Comment on attachment 294167 [details] [diff] [review] fix works around a nasty, hard to reproduce but potentially high profile bug in GMail/Flash and possibly other sites, although it's a simple and sound patch
Comment on attachment 294167 [details] [diff] [review] fix a=beltzner for 1.9; this is awesome, awesome work, roc. I think you should actually blog about it, as we need more people to know about how you dug into it and figured out the issue.
Just wondering out loud here... Is the invalidated area a function of the plugin's area? If so, I wonder if it's (20*width)x(20*height), where 20 is the old pixels to twips multiplier, which could be another bug (on our end? on their end?). Is it just this one flash app, or do all flash apps request much-larger-than-necessary refresh areas?
I don't know yet, but I'll point out that the old pixels to twips multiplier was a variable, it depended on the user's DPI (for example it was often 15 for me) so I sincerely hope Flash didn't have it hardcoded anywhere.

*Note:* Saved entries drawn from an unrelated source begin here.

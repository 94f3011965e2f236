use chrono::{DateTime, NaiveDate, Utc};
use serde::{Deserialize, Serialize};
use serde_with::{serde_as, NoneAsEmptyString};

use crate::services::{catalog::Entity, gateway::Table};

#[derive(Debug, Clone, PartialEq, Serialize, Deserialize)]
pub struct Guide {
    pub id: String,
    #[serde(rename = "nome")]
    pub name: String,
    pub email: String,
    #[serde(rename = "contratado_em")]
    pub hired_on: Option<NaiveDate>,
    pub avatar: Option<String>,
    #[serde(rename = "criado_em")]
    pub created_at: Option<DateTime<Utc>>,
}

#[serde_as]
#[derive(Debug, Clone, Serialize, Deserialize)]
pub struct NewGuide {
    #[serde(rename = "nome")]
    pub name: String,
    pub email: String,
    #[serde_as(deserialize_as = "NoneAsEmptyString")]
    #[serde(rename = "contratado_em", default)]
    pub hired_on: Option<NaiveDate>,
    #[serde(default)]
    pub avatar: Option<String>,
}

#[derive(Debug, Clone, Default, Serialize, Deserialize)]
#[serde(deny_unknown_fields)]
pub struct GuidePatch {
    #[serde(rename = "nome", default, skip_serializing_if = "Option::is_none")]
    pub name: Option<String>,
    #[serde(default, skip_serializing_if = "Option::is_none")]
    pub email: Option<String>,
    #[serde(
        rename = "contratado_em",
        default,
        skip_serializing_if = "Option::is_none",
        with = "serde_with::rust::double_option"
    )]
    pub hired_on: Option<Option<NaiveDate>>,
    #[serde(
        default,
        skip_serializing_if = "Option::is_none",
        with = "serde_with::rust::double_option"
    )]
    pub avatar: Option<Option<String>>,
}

impl Entity for Guide {
    type Draft = NewGuide;
    type Patch = GuidePatch;
    const TABLE: Table = Table::Guide;
    const ORDER_BY: &'static str = "nome";
    const IMAGE_PREFIX: Option<&'static str> = Some("guias");

    fn id(&self) -> &str {
        &self.id
    }

    fn set_image(draft: &mut NewGuide, url: String) {
        draft.avatar = Some(url);
    }
}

Could the incorrect invalidate area mentioned in this bug be the reason I generally see very high CPU usage on Flash-using pages on Mac? For example, opening a few New York Times opinion pages will consistently send one of my cores to 100% usage... I'll try a debug build on that site and see what I see, I guess... Michelle, do you happen to know what's going on on the Flash side here?
Hmm. I'm not seeing the 2000x2000 rects being painted with roc's patch, except when I switch tabs (and then I get one per flash instance). So not sure why it's managing to use up so much CPU over here. :(
Fixed on trunk, but are you sure the problem is limited to trunk? Sounds just like complaints about the current release that we hear fairly commonly on MozillaZine.
thanks for blogging about this, roc! I just hit this bug with Firefox 3b2 on http://www.youtube.com/watch?v=G0LtUX_6IXY, which does not have roc's fix. I noticed the spike in cpu. using quartz debug, I could see what roc described: invalidating the entire window. then, running a recent trunk build (with your fix) I don't not see the bug and only the flash plugin is repainting. I'll attach a sample from Firefox 3 b 2 for roc to confirm that what I saw was indeed this bug. Perhaps this is enough to mark this bug as verified?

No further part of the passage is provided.